EXERCISE REQUIREMENTS:
Please find all lines containing "unterminated" in the listing below and copy them.

---------- RECORDS FOR PROCESSING ----------

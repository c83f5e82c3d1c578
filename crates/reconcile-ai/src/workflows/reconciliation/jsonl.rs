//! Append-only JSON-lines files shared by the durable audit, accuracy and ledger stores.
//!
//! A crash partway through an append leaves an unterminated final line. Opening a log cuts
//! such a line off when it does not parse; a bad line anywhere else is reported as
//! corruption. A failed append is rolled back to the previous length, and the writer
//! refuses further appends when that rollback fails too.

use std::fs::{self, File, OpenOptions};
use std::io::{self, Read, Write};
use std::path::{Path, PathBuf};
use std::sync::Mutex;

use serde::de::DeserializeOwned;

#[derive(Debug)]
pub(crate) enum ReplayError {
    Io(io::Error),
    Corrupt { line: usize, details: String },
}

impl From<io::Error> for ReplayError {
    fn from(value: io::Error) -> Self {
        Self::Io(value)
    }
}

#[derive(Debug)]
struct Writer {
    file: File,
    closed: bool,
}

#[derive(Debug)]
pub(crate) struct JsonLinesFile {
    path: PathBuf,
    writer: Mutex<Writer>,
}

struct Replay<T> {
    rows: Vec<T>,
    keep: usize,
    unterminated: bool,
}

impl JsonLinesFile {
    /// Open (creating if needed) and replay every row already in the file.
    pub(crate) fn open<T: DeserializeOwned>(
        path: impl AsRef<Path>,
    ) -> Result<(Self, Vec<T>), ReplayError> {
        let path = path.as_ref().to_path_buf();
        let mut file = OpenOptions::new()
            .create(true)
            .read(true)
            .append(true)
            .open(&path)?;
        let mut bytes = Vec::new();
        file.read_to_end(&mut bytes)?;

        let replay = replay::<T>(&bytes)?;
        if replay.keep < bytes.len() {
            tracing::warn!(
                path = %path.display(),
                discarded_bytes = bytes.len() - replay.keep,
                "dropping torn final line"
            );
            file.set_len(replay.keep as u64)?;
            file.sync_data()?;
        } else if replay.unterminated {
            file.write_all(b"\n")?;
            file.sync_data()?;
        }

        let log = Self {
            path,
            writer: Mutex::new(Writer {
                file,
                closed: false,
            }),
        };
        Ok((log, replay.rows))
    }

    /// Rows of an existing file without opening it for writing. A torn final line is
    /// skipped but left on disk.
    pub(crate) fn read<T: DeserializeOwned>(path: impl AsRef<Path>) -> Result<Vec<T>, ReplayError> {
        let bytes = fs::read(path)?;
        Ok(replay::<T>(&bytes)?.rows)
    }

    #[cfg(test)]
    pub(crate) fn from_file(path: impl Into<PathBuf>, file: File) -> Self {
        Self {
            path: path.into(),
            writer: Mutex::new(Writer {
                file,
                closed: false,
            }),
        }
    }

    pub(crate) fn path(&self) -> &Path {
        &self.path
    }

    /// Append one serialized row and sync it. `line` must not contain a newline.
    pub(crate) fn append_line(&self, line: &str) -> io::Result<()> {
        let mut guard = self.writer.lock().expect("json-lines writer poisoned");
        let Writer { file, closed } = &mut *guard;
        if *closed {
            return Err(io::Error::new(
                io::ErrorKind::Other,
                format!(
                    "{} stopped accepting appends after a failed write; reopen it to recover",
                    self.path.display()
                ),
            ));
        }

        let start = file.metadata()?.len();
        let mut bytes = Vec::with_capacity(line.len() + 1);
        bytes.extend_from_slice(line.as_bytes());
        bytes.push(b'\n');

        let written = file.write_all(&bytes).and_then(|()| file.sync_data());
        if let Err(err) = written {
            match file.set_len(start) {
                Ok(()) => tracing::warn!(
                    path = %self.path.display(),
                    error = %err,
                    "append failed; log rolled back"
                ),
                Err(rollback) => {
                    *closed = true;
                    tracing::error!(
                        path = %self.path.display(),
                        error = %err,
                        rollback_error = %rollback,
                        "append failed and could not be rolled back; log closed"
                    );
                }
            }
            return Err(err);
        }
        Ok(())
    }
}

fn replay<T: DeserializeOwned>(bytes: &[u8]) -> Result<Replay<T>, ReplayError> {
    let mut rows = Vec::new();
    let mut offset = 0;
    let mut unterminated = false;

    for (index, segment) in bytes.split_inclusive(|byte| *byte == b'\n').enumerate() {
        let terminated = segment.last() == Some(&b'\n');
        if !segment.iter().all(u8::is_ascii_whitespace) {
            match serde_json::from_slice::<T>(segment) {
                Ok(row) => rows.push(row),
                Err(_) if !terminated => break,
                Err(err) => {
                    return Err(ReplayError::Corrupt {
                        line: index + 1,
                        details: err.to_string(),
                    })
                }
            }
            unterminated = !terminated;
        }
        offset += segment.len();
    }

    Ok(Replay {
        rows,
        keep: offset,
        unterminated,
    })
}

----------

RESULT FOR THIS EXERCISE:
//! A crash partway through an append leaves an unterminated final line. Opening a log cuts
    unterminated: bool,
        } else if replay.unterminated {
    let mut unterminated = false;
            unterminated = !terminated;
        unterminated,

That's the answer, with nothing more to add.